== Task item ==
Using the records below, quote only the span that opens with the line containing "let file = File::open(path)?;" and closes with the line containing "if summary.bytes_read >= next_progress", exactly and inclusively.

== Stored items ==
↓

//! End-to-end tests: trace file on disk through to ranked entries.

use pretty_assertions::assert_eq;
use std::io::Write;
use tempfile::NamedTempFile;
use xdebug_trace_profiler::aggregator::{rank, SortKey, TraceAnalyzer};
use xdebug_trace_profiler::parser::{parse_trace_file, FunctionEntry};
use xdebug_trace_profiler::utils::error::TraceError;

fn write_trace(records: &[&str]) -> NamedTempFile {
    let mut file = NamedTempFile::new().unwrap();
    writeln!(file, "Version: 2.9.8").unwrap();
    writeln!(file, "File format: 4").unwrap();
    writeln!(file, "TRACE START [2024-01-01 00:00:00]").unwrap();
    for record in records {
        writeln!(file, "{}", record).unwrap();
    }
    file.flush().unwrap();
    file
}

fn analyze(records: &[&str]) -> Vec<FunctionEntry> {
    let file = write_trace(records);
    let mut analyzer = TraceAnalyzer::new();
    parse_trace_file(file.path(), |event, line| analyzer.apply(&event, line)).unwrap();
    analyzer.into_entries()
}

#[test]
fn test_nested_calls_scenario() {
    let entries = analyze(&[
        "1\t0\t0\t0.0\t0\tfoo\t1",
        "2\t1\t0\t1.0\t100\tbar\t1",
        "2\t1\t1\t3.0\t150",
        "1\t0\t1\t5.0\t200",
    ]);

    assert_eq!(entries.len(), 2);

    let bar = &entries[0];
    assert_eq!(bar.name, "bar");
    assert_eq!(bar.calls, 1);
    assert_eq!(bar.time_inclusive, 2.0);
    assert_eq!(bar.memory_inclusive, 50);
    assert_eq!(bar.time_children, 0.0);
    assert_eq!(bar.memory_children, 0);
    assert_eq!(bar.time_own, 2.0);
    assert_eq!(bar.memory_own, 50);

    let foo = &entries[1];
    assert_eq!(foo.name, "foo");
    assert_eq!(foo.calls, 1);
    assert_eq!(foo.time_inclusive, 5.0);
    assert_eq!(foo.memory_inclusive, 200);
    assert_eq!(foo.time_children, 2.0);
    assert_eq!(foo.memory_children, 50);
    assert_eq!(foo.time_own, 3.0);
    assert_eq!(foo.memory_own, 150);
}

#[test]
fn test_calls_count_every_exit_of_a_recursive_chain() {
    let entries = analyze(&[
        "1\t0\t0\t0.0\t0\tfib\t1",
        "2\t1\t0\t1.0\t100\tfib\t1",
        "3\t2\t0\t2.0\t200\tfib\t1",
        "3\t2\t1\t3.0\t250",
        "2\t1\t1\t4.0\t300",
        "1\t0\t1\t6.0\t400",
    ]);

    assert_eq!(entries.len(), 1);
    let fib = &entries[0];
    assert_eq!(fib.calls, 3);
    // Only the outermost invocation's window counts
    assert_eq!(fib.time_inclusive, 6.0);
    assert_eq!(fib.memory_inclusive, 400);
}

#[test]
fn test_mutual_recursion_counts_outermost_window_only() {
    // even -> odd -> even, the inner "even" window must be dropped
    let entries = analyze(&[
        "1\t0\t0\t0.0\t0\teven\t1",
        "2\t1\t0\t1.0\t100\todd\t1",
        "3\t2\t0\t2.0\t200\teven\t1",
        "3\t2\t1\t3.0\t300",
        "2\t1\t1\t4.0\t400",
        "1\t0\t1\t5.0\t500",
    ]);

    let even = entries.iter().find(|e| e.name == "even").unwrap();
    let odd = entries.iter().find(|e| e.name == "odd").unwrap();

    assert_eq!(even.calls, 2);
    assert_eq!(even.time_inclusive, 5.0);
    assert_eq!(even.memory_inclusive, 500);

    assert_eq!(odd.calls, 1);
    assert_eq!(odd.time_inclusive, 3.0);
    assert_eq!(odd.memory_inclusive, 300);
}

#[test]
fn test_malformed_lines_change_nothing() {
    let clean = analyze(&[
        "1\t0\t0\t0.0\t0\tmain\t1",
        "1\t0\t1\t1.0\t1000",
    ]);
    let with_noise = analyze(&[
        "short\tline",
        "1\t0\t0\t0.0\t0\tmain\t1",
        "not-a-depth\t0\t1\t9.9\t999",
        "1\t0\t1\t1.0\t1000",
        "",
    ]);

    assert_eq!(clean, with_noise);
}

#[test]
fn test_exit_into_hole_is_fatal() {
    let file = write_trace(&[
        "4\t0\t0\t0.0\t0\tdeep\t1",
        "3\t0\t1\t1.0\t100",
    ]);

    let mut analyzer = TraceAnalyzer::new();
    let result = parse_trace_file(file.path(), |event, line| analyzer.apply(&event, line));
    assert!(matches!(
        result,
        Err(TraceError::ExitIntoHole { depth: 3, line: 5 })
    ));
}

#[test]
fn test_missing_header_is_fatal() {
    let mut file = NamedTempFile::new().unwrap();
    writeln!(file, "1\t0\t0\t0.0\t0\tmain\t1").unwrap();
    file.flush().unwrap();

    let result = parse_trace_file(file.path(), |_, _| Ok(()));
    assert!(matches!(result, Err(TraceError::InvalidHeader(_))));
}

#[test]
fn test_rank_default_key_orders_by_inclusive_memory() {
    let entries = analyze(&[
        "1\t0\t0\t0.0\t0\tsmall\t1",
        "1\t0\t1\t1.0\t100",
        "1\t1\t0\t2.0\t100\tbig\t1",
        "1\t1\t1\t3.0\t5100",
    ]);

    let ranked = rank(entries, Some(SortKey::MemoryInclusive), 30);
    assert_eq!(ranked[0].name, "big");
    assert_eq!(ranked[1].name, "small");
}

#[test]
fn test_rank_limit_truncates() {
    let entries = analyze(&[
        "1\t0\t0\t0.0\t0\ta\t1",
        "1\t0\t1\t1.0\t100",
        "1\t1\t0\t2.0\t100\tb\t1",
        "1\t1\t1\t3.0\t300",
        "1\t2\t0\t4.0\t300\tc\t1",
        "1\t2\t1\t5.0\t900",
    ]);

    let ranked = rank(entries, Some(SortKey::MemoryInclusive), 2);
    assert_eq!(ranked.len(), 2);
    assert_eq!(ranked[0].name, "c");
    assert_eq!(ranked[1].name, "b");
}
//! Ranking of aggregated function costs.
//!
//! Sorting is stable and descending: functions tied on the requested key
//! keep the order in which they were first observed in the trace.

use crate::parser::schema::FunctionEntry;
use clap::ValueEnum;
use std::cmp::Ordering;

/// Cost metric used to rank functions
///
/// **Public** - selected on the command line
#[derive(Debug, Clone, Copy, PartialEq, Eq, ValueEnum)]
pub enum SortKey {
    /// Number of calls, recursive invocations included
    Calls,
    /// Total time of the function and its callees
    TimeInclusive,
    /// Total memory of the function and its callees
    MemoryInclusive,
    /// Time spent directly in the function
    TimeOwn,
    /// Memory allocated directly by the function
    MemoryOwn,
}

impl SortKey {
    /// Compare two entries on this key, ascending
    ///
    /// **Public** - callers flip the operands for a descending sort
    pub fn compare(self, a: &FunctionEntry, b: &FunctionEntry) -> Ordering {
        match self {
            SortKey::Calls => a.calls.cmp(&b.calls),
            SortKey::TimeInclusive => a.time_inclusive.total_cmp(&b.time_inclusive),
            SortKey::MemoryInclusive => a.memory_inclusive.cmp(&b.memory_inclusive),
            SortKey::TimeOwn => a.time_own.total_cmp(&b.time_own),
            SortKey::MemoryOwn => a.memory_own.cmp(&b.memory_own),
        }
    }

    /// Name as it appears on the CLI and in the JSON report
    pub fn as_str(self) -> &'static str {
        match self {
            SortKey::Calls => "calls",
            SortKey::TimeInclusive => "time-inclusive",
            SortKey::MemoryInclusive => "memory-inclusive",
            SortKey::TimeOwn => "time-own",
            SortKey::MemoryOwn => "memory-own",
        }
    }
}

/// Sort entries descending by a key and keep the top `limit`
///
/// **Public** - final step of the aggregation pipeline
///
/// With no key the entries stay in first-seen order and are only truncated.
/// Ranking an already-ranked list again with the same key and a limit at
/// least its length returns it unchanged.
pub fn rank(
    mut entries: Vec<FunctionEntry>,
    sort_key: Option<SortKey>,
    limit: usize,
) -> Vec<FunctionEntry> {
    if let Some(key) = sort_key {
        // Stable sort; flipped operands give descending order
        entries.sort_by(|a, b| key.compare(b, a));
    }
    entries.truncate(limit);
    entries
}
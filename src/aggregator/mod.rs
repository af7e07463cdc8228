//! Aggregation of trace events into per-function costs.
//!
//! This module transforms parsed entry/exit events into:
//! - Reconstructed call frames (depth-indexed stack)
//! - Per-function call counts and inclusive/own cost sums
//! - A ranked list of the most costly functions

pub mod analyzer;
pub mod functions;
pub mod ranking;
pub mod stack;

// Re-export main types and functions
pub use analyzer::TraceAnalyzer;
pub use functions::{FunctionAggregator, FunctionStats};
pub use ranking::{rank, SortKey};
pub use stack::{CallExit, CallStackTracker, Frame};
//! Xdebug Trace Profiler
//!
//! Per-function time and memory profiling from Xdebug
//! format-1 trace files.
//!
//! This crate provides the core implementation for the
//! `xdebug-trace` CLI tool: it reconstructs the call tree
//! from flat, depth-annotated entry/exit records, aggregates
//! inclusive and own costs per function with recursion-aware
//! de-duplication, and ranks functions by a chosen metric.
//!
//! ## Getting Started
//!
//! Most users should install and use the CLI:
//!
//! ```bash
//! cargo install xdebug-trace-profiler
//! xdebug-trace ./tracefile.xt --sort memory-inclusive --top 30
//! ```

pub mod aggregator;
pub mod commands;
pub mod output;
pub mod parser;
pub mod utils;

↑
↓

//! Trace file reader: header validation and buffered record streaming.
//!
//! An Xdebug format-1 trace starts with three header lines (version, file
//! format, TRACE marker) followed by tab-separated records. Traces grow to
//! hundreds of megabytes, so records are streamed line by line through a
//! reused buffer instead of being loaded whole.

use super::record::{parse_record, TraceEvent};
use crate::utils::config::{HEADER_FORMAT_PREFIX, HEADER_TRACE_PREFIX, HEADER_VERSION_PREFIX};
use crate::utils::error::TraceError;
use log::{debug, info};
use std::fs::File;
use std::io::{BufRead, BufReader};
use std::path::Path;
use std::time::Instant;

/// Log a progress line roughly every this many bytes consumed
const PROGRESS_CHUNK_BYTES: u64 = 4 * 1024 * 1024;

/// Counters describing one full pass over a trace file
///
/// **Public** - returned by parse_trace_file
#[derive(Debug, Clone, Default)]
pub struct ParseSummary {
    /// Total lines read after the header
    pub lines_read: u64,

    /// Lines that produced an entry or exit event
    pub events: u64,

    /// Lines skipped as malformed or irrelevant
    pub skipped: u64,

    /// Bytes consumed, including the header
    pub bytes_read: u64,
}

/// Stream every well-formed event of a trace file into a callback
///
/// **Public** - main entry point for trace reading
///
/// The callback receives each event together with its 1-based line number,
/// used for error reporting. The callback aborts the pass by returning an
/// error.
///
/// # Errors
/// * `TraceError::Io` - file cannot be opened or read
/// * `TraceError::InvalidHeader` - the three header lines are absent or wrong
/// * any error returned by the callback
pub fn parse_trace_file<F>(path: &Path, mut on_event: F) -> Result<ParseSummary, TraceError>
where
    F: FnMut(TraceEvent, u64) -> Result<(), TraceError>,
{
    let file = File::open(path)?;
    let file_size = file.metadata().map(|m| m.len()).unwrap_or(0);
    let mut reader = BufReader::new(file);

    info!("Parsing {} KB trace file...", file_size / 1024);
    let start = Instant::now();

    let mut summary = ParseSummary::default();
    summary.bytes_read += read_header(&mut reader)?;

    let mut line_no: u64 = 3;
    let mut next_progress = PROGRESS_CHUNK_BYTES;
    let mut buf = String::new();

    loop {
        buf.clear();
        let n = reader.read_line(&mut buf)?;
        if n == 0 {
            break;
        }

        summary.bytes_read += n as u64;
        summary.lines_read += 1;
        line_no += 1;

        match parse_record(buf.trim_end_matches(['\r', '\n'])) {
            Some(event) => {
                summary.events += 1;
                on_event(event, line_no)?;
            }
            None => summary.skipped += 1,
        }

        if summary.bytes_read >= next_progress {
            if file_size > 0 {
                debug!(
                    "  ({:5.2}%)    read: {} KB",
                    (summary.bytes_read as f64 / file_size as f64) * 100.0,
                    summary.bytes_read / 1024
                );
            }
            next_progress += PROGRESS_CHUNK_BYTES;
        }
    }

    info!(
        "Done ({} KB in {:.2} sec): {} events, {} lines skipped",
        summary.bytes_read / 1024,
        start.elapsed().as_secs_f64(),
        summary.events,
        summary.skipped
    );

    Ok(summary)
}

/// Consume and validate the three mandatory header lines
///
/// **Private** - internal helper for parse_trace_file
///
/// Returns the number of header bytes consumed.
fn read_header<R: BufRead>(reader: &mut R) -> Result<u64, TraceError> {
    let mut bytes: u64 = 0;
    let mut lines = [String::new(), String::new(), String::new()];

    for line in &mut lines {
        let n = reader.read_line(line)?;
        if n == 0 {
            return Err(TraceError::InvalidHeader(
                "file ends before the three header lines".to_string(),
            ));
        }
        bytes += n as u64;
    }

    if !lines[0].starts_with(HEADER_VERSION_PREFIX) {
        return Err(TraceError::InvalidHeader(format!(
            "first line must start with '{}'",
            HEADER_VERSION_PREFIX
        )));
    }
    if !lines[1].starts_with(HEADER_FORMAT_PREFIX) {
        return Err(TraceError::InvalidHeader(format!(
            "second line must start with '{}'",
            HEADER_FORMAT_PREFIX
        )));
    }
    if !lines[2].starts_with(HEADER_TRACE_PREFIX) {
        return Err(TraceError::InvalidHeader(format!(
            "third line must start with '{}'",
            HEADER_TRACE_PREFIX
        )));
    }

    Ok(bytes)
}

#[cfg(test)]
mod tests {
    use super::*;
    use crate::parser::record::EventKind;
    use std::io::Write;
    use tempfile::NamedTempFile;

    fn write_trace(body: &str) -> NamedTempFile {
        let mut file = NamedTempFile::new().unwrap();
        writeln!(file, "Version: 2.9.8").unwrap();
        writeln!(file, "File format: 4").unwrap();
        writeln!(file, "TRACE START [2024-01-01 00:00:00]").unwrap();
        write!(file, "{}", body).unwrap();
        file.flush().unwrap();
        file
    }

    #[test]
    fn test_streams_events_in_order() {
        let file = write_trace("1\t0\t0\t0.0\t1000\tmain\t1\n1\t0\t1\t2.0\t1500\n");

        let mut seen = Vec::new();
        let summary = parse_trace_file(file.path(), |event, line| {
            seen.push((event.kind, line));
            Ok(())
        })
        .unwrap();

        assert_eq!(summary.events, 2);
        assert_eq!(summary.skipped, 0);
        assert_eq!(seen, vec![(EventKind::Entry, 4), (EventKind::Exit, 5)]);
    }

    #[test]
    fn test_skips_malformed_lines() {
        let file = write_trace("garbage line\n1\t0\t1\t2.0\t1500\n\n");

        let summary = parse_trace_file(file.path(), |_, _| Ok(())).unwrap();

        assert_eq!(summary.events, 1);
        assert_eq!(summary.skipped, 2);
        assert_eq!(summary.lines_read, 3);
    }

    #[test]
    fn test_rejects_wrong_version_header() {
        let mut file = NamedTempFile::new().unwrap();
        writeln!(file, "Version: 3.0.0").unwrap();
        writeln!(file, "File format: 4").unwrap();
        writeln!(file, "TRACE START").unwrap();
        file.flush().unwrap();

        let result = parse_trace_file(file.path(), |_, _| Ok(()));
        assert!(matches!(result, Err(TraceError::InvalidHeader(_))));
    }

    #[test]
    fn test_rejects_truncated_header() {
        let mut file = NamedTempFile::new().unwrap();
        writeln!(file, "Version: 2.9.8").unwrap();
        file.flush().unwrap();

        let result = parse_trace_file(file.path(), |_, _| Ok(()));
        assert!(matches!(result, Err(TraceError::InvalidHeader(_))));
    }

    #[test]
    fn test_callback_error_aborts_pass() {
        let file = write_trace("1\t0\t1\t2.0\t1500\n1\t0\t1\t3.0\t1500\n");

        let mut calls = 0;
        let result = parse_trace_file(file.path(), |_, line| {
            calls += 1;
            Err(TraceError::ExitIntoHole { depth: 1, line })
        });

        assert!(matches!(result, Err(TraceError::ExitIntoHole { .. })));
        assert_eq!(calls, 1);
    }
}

↑
↓

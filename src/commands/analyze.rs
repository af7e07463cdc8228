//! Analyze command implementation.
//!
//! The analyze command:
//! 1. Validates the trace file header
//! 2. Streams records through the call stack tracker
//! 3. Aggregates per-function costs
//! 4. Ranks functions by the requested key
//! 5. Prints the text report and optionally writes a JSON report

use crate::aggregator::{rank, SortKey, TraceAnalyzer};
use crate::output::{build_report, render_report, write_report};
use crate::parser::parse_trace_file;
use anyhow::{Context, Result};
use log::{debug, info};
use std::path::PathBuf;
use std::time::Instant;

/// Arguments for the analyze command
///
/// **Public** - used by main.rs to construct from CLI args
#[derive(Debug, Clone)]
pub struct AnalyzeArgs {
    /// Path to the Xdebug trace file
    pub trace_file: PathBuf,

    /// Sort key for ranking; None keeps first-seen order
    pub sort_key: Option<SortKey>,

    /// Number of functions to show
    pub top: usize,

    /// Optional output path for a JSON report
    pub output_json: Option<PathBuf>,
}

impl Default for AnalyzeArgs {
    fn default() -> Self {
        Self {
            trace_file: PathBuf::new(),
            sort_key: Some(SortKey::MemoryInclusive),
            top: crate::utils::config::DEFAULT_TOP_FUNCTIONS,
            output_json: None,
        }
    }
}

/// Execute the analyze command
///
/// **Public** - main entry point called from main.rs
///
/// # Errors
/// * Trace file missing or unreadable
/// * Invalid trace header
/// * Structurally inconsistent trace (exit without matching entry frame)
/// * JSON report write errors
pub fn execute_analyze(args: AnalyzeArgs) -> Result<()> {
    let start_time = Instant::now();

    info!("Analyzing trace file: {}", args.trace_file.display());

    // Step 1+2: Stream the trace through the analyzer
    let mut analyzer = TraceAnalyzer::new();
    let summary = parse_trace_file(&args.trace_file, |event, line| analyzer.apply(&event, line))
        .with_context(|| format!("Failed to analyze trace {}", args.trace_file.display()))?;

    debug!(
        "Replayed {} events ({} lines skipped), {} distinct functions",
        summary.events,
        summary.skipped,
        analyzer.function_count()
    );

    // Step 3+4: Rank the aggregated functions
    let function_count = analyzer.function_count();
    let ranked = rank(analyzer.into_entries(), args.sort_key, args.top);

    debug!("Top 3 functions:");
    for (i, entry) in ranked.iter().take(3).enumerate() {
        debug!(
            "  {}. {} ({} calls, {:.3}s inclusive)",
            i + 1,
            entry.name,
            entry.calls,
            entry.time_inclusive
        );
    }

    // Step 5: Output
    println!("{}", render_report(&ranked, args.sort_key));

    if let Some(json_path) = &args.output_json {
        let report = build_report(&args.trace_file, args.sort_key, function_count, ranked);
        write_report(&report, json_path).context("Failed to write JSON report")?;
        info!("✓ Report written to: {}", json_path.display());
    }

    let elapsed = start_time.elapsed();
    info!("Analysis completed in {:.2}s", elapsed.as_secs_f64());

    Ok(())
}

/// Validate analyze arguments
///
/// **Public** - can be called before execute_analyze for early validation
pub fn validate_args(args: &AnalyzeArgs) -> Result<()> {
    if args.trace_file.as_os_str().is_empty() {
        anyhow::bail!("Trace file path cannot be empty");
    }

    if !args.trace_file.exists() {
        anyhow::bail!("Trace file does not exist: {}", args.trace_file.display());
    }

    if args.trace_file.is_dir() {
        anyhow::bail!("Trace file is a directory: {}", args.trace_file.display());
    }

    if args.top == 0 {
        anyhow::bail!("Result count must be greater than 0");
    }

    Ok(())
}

↑

== Reply to the exercise ==
    let file = File::open(path)?;
    let file_size = file.metadata().map(|m| m.len()).unwrap_or(0);
    let mut reader = BufReader::new(file);

    info!("Parsing {} KB trace file...", file_size / 1024);
    let start = Instant::now();

    let mut summary = ParseSummary::default();
    summary.bytes_read += read_header(&mut reader)?;

    let mut line_no: u64 = 3;
    let mut next_progress = PROGRESS_CHUNK_BYTES;
    let mut buf = String::new();

    loop {
        buf.clear();
        let n = reader.read_line(&mut buf)?;
        if n == 0 {
            break;
        }

        summary.bytes_read += n as u64;
        summary.lines_read += 1;
        line_no += 1;

        match parse_record(buf.trim_end_matches(['\r', '\n'])) {
            Some(event) => {
                summary.events += 1;
                on_event(event, line_no)?;
            }
            None => summary.skipped += 1,
        }

        if summary.bytes_read >= next_progress {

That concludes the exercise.